CHICAGO - It has been an eventful stretch for Chase Brown.
The Illinois star became the season's first 1,000-yard rusher in the Football Bowl Subdivision on Oct. 15 and only the third player in program history to reach the milestone in back-to-back years.
He was named an Associated Press midseason All-American on Tuesday and the next day the Illini unveiled a "Chasing History" webpage to promote his candidacy for postseason honors.
The fifth-year running back is the undisputed headliner of a resurgent Illinois team that, at No. 18, has its highest ranking since 2011 and is first in the Big Ten West.

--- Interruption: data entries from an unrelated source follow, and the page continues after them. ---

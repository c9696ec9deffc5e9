//! The category logger.
//!
//! `CategoryLogger` ties the registry, renderer, dispatcher and timers
//! together behind one call surface. Every method takes `&self`; share a
//! logger between threads with an `Arc`.
//!
//! ## Example
//!
//! ```rust
//! use catlog_core::{testing::SharedBuffer, CategoryLogger};
//! use catlog_types::params;
//!
//! let out = SharedBuffer::new();
//! let logger = CategoryLogger::new(out.clone());
//!
//! logger.add_category_children("app", ["db"])?;
//! logger.set_category_format("[%s] ")?;
//! logger.log_with(Some("db"), "%d rows", &params![42])?;
//!
//! assert!(out.contents().ends_with(": [db] 42 rows\r\n"));
//! # Ok::<(), catlog_types::CatlogError>(())
//! ```

use catlog_types::{bail, CategoryName, LogListener, LogParam, Result, TimeUnit, TimerKey};
use parking_lot::RwLock;
use std::io::{self, Write};
use std::path::Path;
use std::sync::Arc;
use tracing::debug;

use crate::dispatch::FanoutDispatcher;
use crate::registry::CategoryRegistry;
use crate::render::{format_template, MessageRenderer};
use crate::timing::TimeTracker;
use crate::units::{self, DurationValue};

/// Hierarchical category logger.
#[derive(Debug)]
pub struct CategoryLogger {
    registry: CategoryRegistry,
    dispatcher: FanoutDispatcher,
    renderer: MessageRenderer,
    timers: TimeTracker,
    default_category: RwLock<Option<CategoryName>>,
}

impl CategoryLogger {
    /// Create a logger whose primary stream is `out`.
    pub fn new(out: impl Write + Send + 'static) -> Self {
        Self::with_boxed(Box::new(out))
    }

    /// Create a logger from an already boxed primary stream.
    pub fn with_boxed(out: Box<dyn Write + Send>) -> Self {
        Self {
            registry: CategoryRegistry::new(),
            dispatcher: FanoutDispatcher::new(out),
            renderer: MessageRenderer::new(),
            timers: TimeTracker::new(),
            default_category: RwLock::new(None),
        }
    }

    /// A logger writing to standard output.
    pub fn stdout() -> Self {
        Self::new(io::stdout())
    }

    /// A logger writing to standard error.
    pub fn stderr() -> Self {
        Self::new(io::stderr())
    }

    /// Read access to the category registry.
    pub fn registry(&self) -> &CategoryRegistry {
        &self.registry
    }

    /// Running timers.
    pub fn timers(&self) -> &TimeTracker {
        &self.timers
    }

    /// Register a listener on `category`.
    pub fn add_listener(
        &self,
        category: impl AsRef<str>,
        listener: impl LogListener + 'static,
    ) -> Result<()> {
        self.add_shared_listener(category, Arc::new(listener))
    }

    /// Register a listener that is also held elsewhere.
    pub fn add_shared_listener(
        &self,
        category: impl AsRef<str>,
        listener: Arc<dyn LogListener>,
    ) -> Result<()> {
        let category = CategoryName::new(category)?;
        debug!("Added listener to category '{}'", category);
        self.registry.add_listener(&category, listener);
        Ok(())
    }

    /// Append every line logged on `category` or its descendants to the
    /// file at `path`.
    pub fn add_file_log(&self, category: impl AsRef<str>, path: impl AsRef<Path>) -> Result<()> {
        let category = CategoryName::new(category)?;
        let path = path.as_ref();
        if path.as_os_str().is_empty() {
            bail!(InvalidArgument, "file log path is empty");
        }
        self.registry.add_file_sink(&category, path);
        Ok(())
    }

    /// Declare `children` as children of `category`.
    pub fn add_category_children<I, S>(&self, category: impl AsRef<str>, children: I) -> Result<()>
    where
        I: IntoIterator<Item = S>,
        S: AsRef<str>,
    {
        let parent = CategoryName::new(category)?;
        let children = names(children)?;
        self.registry.add_children(&parent, &children)
    }

    /// Explicitly enable each category.
    pub fn enable_categories<I, S>(&self, categories: I) -> Result<()>
    where
        I: IntoIterator<Item = S>,
        S: AsRef<str>,
    {
        self.registry.set_enabled(&names(categories)?, true);
        Ok(())
    }

    /// Explicitly disable each category, silencing it and its descendants.
    pub fn disable_categories<I, S>(&self, categories: I) -> Result<()>
    where
        I: IntoIterator<Item = S>,
        S: AsRef<str>,
    {
        self.registry.set_enabled(&names(categories)?, false);
        Ok(())
    }

    /// Category used by calls that do not name one.
    pub fn set_default_category(&self, category: impl AsRef<str>) -> Result<&Self> {
        let category = CategoryName::new(category)?;
        debug!("Default category set to '{}'", category);
        *self.default_category.write() = Some(category);
        Ok(self)
    }

    /// Forget the default category.
    pub fn clear_default_category(&self) -> &Self {
        *self.default_category.write() = None;
        self
    }

    /// The current default category.
    pub fn default_category(&self) -> Option<CategoryName> {
        self.default_category.read().clone()
    }

    /// Template for the category label placed in front of each message,
    /// e.g. `"[%s] "`.
    pub fn set_category_format(&self, format: &str) -> Result<&Self> {
        self.renderer.set_label_format(format)?;
        debug!("Category format set to '{}'", format);
        Ok(self)
    }

    /// Stop labelling lines with their category.
    pub fn clear_category_format(&self) -> &Self {
        self.renderer.clear_label_format();
        self
    }

    /// The current category label format.
    pub fn category_format(&self) -> Option<String> {
        self.renderer.label_format()
    }

    /// Log `message` on the default category.
    pub fn log(&self, message: &str) -> Result<()> {
        self.log_with(None, message, &[])
    }

    /// Log `message` on `category`.
    pub fn log_in(&self, category: impl AsRef<str>, message: &str) -> Result<()> {
        self.log_with(Some(category.as_ref()), message, &[])
    }

    /// Render `template` with `params` and send it out on `category`, or on
    /// the default category when `category` is `None`.
    ///
    /// # Errors
    ///
    /// `InvalidArgument` for an empty category, an empty template or a
    /// template that does not match `params`, including parameters that no
    /// placeholder consumes; nothing is written in that case. `CyclicHierarchy` if the category's parent chain loops.
    /// `SinkWrite` if any output failed after the full fanout ran.
    pub fn log_with(
        &self,
        category: Option<&str>,
        template: &str,
        params: &[LogParam],
    ) -> Result<()> {
        let category = self.resolve_category(category)?;
        self.emit(category.as_ref(), template, params)
    }

    /// Start (or restart) the timer for `key`.
    pub fn log_time_start(&self, key: impl Into<TimerKey>, unit: TimeUnit) {
        self.timers.start(key.into(), unit);
    }

    /// Stop the timer for `key` and log its elapsed time on the default
    /// category. `template` receives the elapsed value, in the unit the
    /// timer was started with, as its only parameter.
    ///
    /// # Errors
    ///
    /// `UnknownKey` if `key` was never started or has already ended, plus
    /// everything `log_with` returns. A template that cannot render the
    /// elapsed value fails before the timer is stopped.
    pub fn log_time_end(&self, key: impl Into<TimerKey>, template: &str) -> Result<()> {
        self.end_timer(key.into(), None, template)
    }

    /// Like [`log_time_end`](Self::log_time_end) on an explicit category.
    pub fn log_time_end_in(
        &self,
        key: impl Into<TimerKey>,
        category: impl AsRef<str>,
        template: &str,
    ) -> Result<()> {
        self.end_timer(key.into(), Some(category.as_ref()), template)
    }

    /// Convert `value` from `src` to `dst` and log it with `template`.
    pub fn log_time(
        &self,
        category: Option<&str>,
        template: &str,
        value: impl DurationValue,
        src: TimeUnit,
        dst: TimeUnit,
    ) -> Result<()> {
        let converted = units::convert(value.as_f64(), src, dst);
        self.log_with(category, template, &[LogParam::Float(converted)])
    }

    fn end_timer(&self, key: TimerKey, category: Option<&str>, template: &str) -> Result<()> {
        let category = self.resolve_category(category)?;
        // a template that cannot take the elapsed value leaves the timer running
        format_template(template, &[LogParam::Float(0.0)])?;
        let elapsed = self.timers.end(&key)?;
        self.emit(category.as_ref(), template, &[LogParam::Float(elapsed.value())])
    }

    fn resolve_category(&self, category: Option<&str>) -> Result<Option<CategoryName>> {
        match category {
            Some(name) => CategoryName::new(name).map(Some),
            None => Ok(self.default_category()),
        }
    }

    fn emit(
        &self,
        category: Option<&CategoryName>,
        template: &str,
        params: &[LogParam],
    ) -> Result<()> {
        let message = self.renderer.prepare(category, template, params)?;
        self.dispatcher.dispatch(&self.registry, category, &message)?;
        Ok(())
    }
}

fn names<I, S>(categories: I) -> Result<Vec<CategoryName>>
where
    I: IntoIterator<Item = S>,
    S: AsRef<str>,
{
    categories.into_iter().map(CategoryName::new).collect()
}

"I wanted this season to be something to remember," Brown said. "Right now we’re just over halfway, and I'm not just happy with the wins. Personally, I think we can push this way further than where it is right now. I'm so excited to see where it can end up."
Brown managed to rush for 1,005 yards last season despite missing two games because of injury, and he has prioritized taking care of his body with the Illini (6-1, 3-1) relying on him more this year.
He's carrying the ball an average of 10 times more per game, and he set a national single-game high with 41 attempts for 180 yards in a 26-14 win over Minnesota on Oct. 15. He also caught a 40-yard touchdown pass from Tommy DeVito in that game.
Illinois visits Nebraska this week, and backup running back Josh McCray, injured in the season opener, could be available to take some of the load off Brown.
Brown's 1,059 yards rushing and his per-game averages of 27.4 carries and 29.6 scrimmage touches lead the nation.
"He's a workhorse man," Minnesota coach P.J. Fleck said. "Their scheme matches what he does really well, especially their counter game and their power game. He’s a special back. He's got speed, twitch, quickness, power. He’s got it all."
Brown has meshed well with new offensive coordinator Barry Lunney Jr. Second-year coach Bret Bielema hired Lunney away from UTSA, where his play-calling helped Sincere McCormick put together two straight 1,400-yard rushing seasons.
Lunney puts an emphasis on balance, mixing in the power running game that has long been Bielema's identity with a willingness to take shots in the passing game.
"I was actually familiar with his whole system and I was excited to get to work with him," Brown said. "He's a great offensive mind. What he brings to the table is tempo and speed and a play-calling confidence we needed here."
Brown and his twin brother, Sydney, grew up in London, Ontario. They moved together to Bradenton, Florida, in high school to play at St. Stephen’s Episcopal.
Former Illinois coach Lovie Smith signed Sydney, and this is his third year starting in the secondary. Chase spent two years at Western Michigan before transferring to Illinois in 2019.
"When I think back to middle school, trying to envision playing at a Division I school, it was just impossible to envision," Chase said. "The fact we're at this university and playing at a high level, it's something that we could have only dreamed of."
Chase Brown, averaging 151.3 yards per game, is on a school-record streak of eight straight 100-yard rushing performances and is no worse for the wear because of his dedication to rest and recovery.
"One day I might feel like I was in a car wreck," he said, "but the next day, I’m all right and I’m ready to go."
Bielema said Brown is a role model for his teammates because of the way he goes about his business on and off the field.
"He has another year of eligibility, and that will become a topic after the season," Bielema said, "but for right now, just letting him chase history."
Bielema approved the media campaign for Brown. The coach said Brown's work through seven games merits the attention.
Bielema knows the Heisman Trophy is a long shot for Brown, who on Sunday was listed with the eighth-lowest odds by FanDuel Sportsbook. Illinois has never had a player higher than third in Heisman voting.
The more realistic honor would be the Doak Walker Award.
"Obviously, to be recognized as the best running back in college football would be pretty special," Bielema said. "I think he’s in the in the hunt for that because of what he’s done."
Brown said he appreciates the Illinois media relations staff getting his name out there, but his greater concern is holding up his end.
"The media team’s crushing it ... the whole website and getting national media members to start paying attention," he said. "The fact of the matter is I was under-recognized coming into the season, and I doubt anybody expected any of this happening right now."